***** Data *****
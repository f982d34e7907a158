#![no_main]
use libfuzzer_sys::fuzz_target;

fuzz_target!(|data: &[u8]| {
    if let Ok(s) = std::str::from_utf8(data) {
        if let Some(name) = chatdesk::sessions::extract_name(s) {
            assert!(!name.trim().is_empty(), "accepted a blank name");
        }
    }
});
//! HTTP gateway: axum router over the session store, chat service and logger.

pub mod api;
pub mod error;

pub use error::ApiError;

use crate::chat::ChatService;
use crate::config::{Config, GatewayConfig};
use crate::prompt::{self, PromptAssembler};
use crate::providers::{self, Provider};
use crate::sessions::{self, SessionLogger, SessionStore};
use anyhow::{Context, Result};
use axum::http::{header, HeaderMap, StatusCode};
use axum::response::{IntoResponse, Json, Response};
use axum::routing::{get, post};
use axum::{middleware, Router};
use std::sync::Arc;
use std::time::Duration;
use tokio::net::TcpListener;
use tower_http::cors::{Any, CorsLayer};
use tower_http::limit::RequestBodyLimitLayer;
use tower_http::timeout::TimeoutLayer;

/// Shared state handed to every handler.
#[derive(Clone)]
pub struct AppState {
    pub sessions: Arc<dyn SessionStore>,
    pub chat: Arc<ChatService>,
    pub logger: Arc<SessionLogger>,
}

impl AppState {
    pub fn new(
        sessions: Arc<dyn SessionStore>,
        chat: Arc<ChatService>,
        logger: Arc<SessionLogger>,
    ) -> Self {
        Self {
            sessions,
            chat,
            logger,
        }
    }

    /// Wire the provider, persona, store and logger described by `config`.
    pub async fn from_config(config: &Config) -> Result<Self> {
        let provider: Arc<dyn Provider> = Arc::from(providers::create_resilient_provider(
            config.provider_name(),
            config.api_key.as_deref(),
            config.api_url.as_deref(),
            &config.reliability,
        )?);

        let persona = prompt::load_persona(config.persona_path().as_deref()).await?;
        let assembler = PromptAssembler::new(persona, config.sessions.prompt_history_window);
        let chat = ChatService::new(
            provider,
            assembler,
            config.model_name(),
            config.default_temperature,
        );

        Ok(Self::new(
            Arc::from(sessions::create_session_store(
                config.sessions.max_history_messages,
            )),
            Arc::new(chat),
            Arc::new(SessionLogger::new(config.log_dir())),
        ))
    }
}

/// Build the router with body limit, timeout and CORS layers applied.
///
/// Errors raised by the layers themselves (408, 413, unknown routes) are
/// rewritten into the same `{"error": ...}` shape the handlers return.
pub fn build_router(state: AppState, config: &GatewayConfig) -> Router {
    let mut router = Router::new()
        .route("/health", get(api::handle_health))
        .route("/api/chat", post(api::handle_chat))
        .route("/api/save_log/{session_id}", post(api::handle_save_log))
        .route("/api/sessions/{session_id}", get(api::handle_session_get))
        .route(
            "/api/sessions/{session_id}/issues",
            post(api::handle_issue_record),
        )
        .with_state(state)
        .layer(RequestBodyLimitLayer::new(config.max_body_bytes))
        .layer(TimeoutLayer::new(Duration::from_secs(
            config.request_timeout_secs,
        )))
        .layer(middleware::map_response(json_error_bodies));

    if config.allow_any_origin {
        router = router.layer(
            CorsLayer::new()
                .allow_origin(Any)
                .allow_methods(Any)
                .allow_headers(Any),
        );
    }

    router
}

fn is_json(headers: &HeaderMap) -> bool {
    headers
        .get(header::CONTENT_TYPE)
        .and_then(|v| v.to_str().ok())
        .is_some_and(|v| v.starts_with("application/json"))
}

async fn json_error_bodies(response: Response) -> Response {
    let status = response.status();
    if !(status.is_client_error() || status.is_server_error()) || is_json(response.headers()) {
        return response;
    }

    let message = match status {
        StatusCode::REQUEST_TIMEOUT => "Request timed out",
        StatusCode::PAYLOAD_TOO_LARGE => "Request body too large",
        _ => status.canonical_reason().unwrap_or("Request failed"),
    };
    if status == StatusCode::REQUEST_TIMEOUT {
        tracing::warn!("Request exceeded the gateway timeout");
    }

    let (parts, _) = response.into_parts();
    let mut mapped = (status, Json(serde_json::json!({ "error": message }))).into_response();
    for (name, value) in &parts.headers {
        if name != header::CONTENT_TYPE && name != header::CONTENT_LENGTH {
            mapped.headers_mut().insert(name.clone(), value.clone());
        }
    }
    mapped
}

/// Persist every live session. Returns how many were written.
pub async fn save_all_sessions(state: &AppState) -> Result<usize> {
    let mut saved = 0;
    for id in state.sessions.ids().await? {
        let Some(handle) = state.sessions.get(&id).await? else {
            continue;
        };
        let session = handle.lock().await;
        if state.logger.save(&session).await.is_some() {
            saved += 1;
        }
    }
    Ok(saved)
}

/// Run the HTTP gateway until Ctrl-C or SIGTERM.
pub async fn run_gateway(host: &str, port: u16, config: Config) -> Result<()> {
    let listener = TcpListener::bind(format!("{host}:{port}"))
        .await
        .with_context(|| format!("Failed to bind gateway to {host}:{port}"))?;
    let actual_port = listener.local_addr()?.port();

    let state = AppState::from_config(&config).await?;
    state.chat.warmup().await;

    println!("chatdesk gateway listening on http://{host}:{actual_port}");
    println!("  POST /api/chat                     {{\"message\": \"...\", \"session_id\": \"...\"}}");
    println!("  POST /api/save_log/{{session_id}}    persist a session transcript");
    println!("  GET  /api/sessions/{{session_id}}    session snapshot");
    println!("  GET  /health                       health check");
    println!("  Transcripts: {}", state.logger.dir().display());
    println!("  Press Ctrl+C to stop.\n");

    tracing::info!(
        host,
        port = actual_port,
        provider = config.provider_name(),
        model = config.model_name(),
        "Gateway started"
    );

    let app = build_router(state.clone(), &config.gateway);
    axum::serve(listener, app)
        .with_graceful_shutdown(shutdown_signal())
        .await
        .context("Gateway server error")?;

    if config.sessions.save_on_shutdown {
        let saved = save_all_sessions(&state).await?;
        tracing::info!(saved, "Saved sessions on shutdown");
    }

    println!("Shut down.");
    Ok(())
}

async fn shutdown_signal() {
    let ctrl_c = async {
        if let Err(e) = tokio::signal::ctrl_c().await {
            tracing::warn!("Failed to listen for Ctrl-C: {e}");
            std::future::pending::<()>().await;
        }
    };

    #[cfg(unix)]
    let terminate = async {
        use tokio::signal::unix::{signal, SignalKind};
        match signal(SignalKind::terminate()) {
            Ok(mut sigterm) => {
                sigterm.recv().await;
            }
            Err(e) => {
                tracing::warn!("Failed to register SIGTERM handler: {e}");
                std::future::pending::<()>().await;
            }
        }
    };

    #[cfg(not(unix))]
    let terminate = std::future::pending::<()>();

    tokio::select! {
        () = ctrl_c => tracing::info!("Received SIGINT"),
        () = terminate => tracing::info!("Received SIGTERM"),
    }
}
*****
What is being asked:
The answer must restate each entry word for word.

Output:
repository f982d34e7907a158
#![no_main]
use libfuzzer_sys::fuzz_target;

fuzz_target!(|data: &[u8]| {
    if let Ok(s) = std::str::from_utf8(data) {
        if let Some(name) = chatdesk::sessions::extract_name(s) {
            assert!(!name.trim().is_empty(), "accepted a blank name");
        }
    }
});
//! HTTP gateway: axum router over the session store, chat service and logger.

pub mod api;
pub mod error;

pub use error::ApiError;

use crate::chat::ChatService;
use crate::config::{Config, GatewayConfig};
use crate::prompt::{self, PromptAssembler};
use crate::providers::{self, Provider};
use crate::sessions::{self, SessionLogger, SessionStore};
use anyhow::{Context, Result};
use axum::http::{header, HeaderMap, StatusCode};
use axum::response::{IntoResponse, Json, Response};
use axum::routing::{get, post};
use axum::{middleware, Router};
use std::sync::Arc;
use std::time::Duration;
use tokio::net::TcpListener;
use tower_http::cors::{Any, CorsLayer};
use tower_http::limit::RequestBodyLimitLayer;
use tower_http::timeout::TimeoutLayer;

/// Shared state handed to every handler.
#[derive(Clone)]
pub struct AppState {
    pub sessions: Arc<dyn SessionStore>,
    pub chat: Arc<ChatService>,
    pub logger: Arc<SessionLogger>,
}

impl AppState {
    pub fn new(
        sessions: Arc<dyn SessionStore>,
        chat: Arc<ChatService>,
        logger: Arc<SessionLogger>,
    ) -> Self {
        Self {
            sessions,
            chat,
            logger,
        }
    }

    /// Wire the provider, persona, store and logger described by `config`.
    pub async fn from_config(config: &Config) -> Result<Self> {
        let provider: Arc<dyn Provider> = Arc::from(providers::create_resilient_provider(
            config.provider_name(),
            config.api_key.as_deref(),
            config.api_url.as_deref(),
            &config.reliability,
        )?);

        let persona = prompt::load_persona(config.persona_path().as_deref()).await?;
        let assembler = PromptAssembler::new(persona, config.sessions.prompt_history_window);
        let chat = ChatService::new(
            provider,
            assembler,
            config.model_name(),
            config.default_temperature,
        );

        Ok(Self::new(
            Arc::from(sessions::create_session_store(
                config.sessions.max_history_messages,
            )),
            Arc::new(chat),
            Arc::new(SessionLogger::new(config.log_dir())),
        ))
    }
}

/// Build the router with body limit, timeout and CORS layers applied.
///
/// Errors raised by the layers themselves (408, 413, unknown routes) are
/// rewritten into the same `{"error": ...}` shape the handlers return.
pub fn build_router(state: AppState, config: &GatewayConfig) -> Router {
    let mut router = Router::new()
        .route("/health", get(api::handle_health))
        .route("/api/chat", post(api::handle_chat))
        .route("/api/save_log/{session_id}", post(api::handle_save_log))
        .route("/api/sessions/{session_id}", get(api::handle_session_get))
        .route(
            "/api/sessions/{session_id}/issues",
            post(api::handle_issue_record),
        )
        .with_state(state)
        .layer(RequestBodyLimitLayer::new(config.max_body_bytes))
        .layer(TimeoutLayer::new(Duration::from_secs(
            config.request_timeout_secs,
        )))
        .layer(middleware::map_response(json_error_bodies));

    if config.allow_any_origin {
        router = router.layer(
            CorsLayer::new()
                .allow_origin(Any)
                .allow_methods(Any)
                .allow_headers(Any),
        );
    }

    router
}

fn is_json(headers: &HeaderMap) -> bool {
    headers
        .get(header::CONTENT_TYPE)
        .and_then(|v| v.to_str().ok())
        .is_some_and(|v| v.starts_with("application/json"))
}

async fn json_error_bodies(response: Response) -> Response {
    let status = response.status();
    if !(status.is_client_error() || status.is_server_error()) || is_json(response.headers()) {
        return response;
    }

    let message = match status {
        StatusCode::REQUEST_TIMEOUT => "Request timed out",
        StatusCode::PAYLOAD_TOO_LARGE => "Request body too large",
        _ => status.canonical_reason().unwrap_or("Request failed"),
    };
    if status == StatusCode::REQUEST_TIMEOUT {
        tracing::warn!("Request exceeded the gateway timeout");
    }

    let (parts, _) = response.into_parts();
    let mut mapped = (status, Json(serde_json::json!({ "error": message }))).into_response();
    for (name, value) in &parts.headers {
        if name != header::CONTENT_TYPE && name != header::CONTENT_LENGTH {
            mapped.headers_mut().insert(name.clone(), value.clone());
        }
    }
    mapped
}

/// Persist every live session. Returns how many were written.
pub async fn save_all_sessions(state: &AppState) -> Result<usize> {
    let mut saved = 0;
    for id in state.sessions.ids().await? {
        let Some(handle) = state.sessions.get(&id).await? else {
            continue;
        };
        let session = handle.lock().await;
        if state.logger.save(&session).await.is_some() {
            saved += 1;
        }
    }
    Ok(saved)
}

/// Run the HTTP gateway until Ctrl-C or SIGTERM.
pub async fn run_gateway(host: &str, port: u16, config: Config) -> Result<()> {
    let listener = TcpListener::bind(format!("{host}:{port}"))
        .await
        .with_context(|| format!("Failed to bind gateway to {host}:{port}"))?;
    let actual_port = listener.local_addr()?.port();

    let state = AppState::from_config(&config).await?;
    state.chat.warmup().await;

    println!("chatdesk gateway listening on http://{host}:{actual_port}");
    println!("  POST /api/chat                     {{\"message\": \"...\", \"session_id\": \"...\"}}");
    println!("  POST /api/save_log/{{session_id}}    persist a session transcript");
    println!("  GET  /api/sessions/{{session_id}}    session snapshot");
    println!("  GET  /health                       health check");
    println!("  Transcripts: {}", state.logger.dir().display());
    println!("  Press Ctrl+C to stop.\n");

    tracing::info!(
        host,
        port = actual_port,
        provider = config.provider_name(),
        model = config.model_name(),
        "Gateway started"
    );

    let app = build_router(state.clone(), &config.gateway);
    axum::serve(listener, app)
        .with_graceful_shutdown(shutdown_signal())
        .await
        .context("Gateway server error")?;

    if config.sessions.save_on_shutdown {
        let saved = save_all_sessions(&state).await?;
        tracing::info!(saved, "Saved sessions on shutdown");
    }

    println!("Shut down.");
    Ok(())
}

async fn shutdown_signal() {
    let ctrl_c = async {
        if let Err(e) = tokio::signal::ctrl_c().await {
            tracing::warn!("Failed to listen for Ctrl-C: {e}");
            std::future::pending::<()>().await;
        }
    };

    #[cfg(unix)]
    let terminate = async {
        use tokio::signal::unix::{signal, SignalKind};
        match signal(SignalKind::terminate()) {
            Ok(mut sigterm) => {
                sigterm.recv().await;
            }
            Err(e) => {
                tracing::warn!("Failed to register SIGTERM handler: {e}");
                std::future::pending::<()>().await;
            }
        }
    };

    #[cfg(not(unix))]
    let terminate = std::future::pending::<()>();

    tokio::select! {
        () = ctrl_c => tracing::info!("Received SIGINT"),
        () = terminate => tracing::info!("Received SIGTERM"),
    }
}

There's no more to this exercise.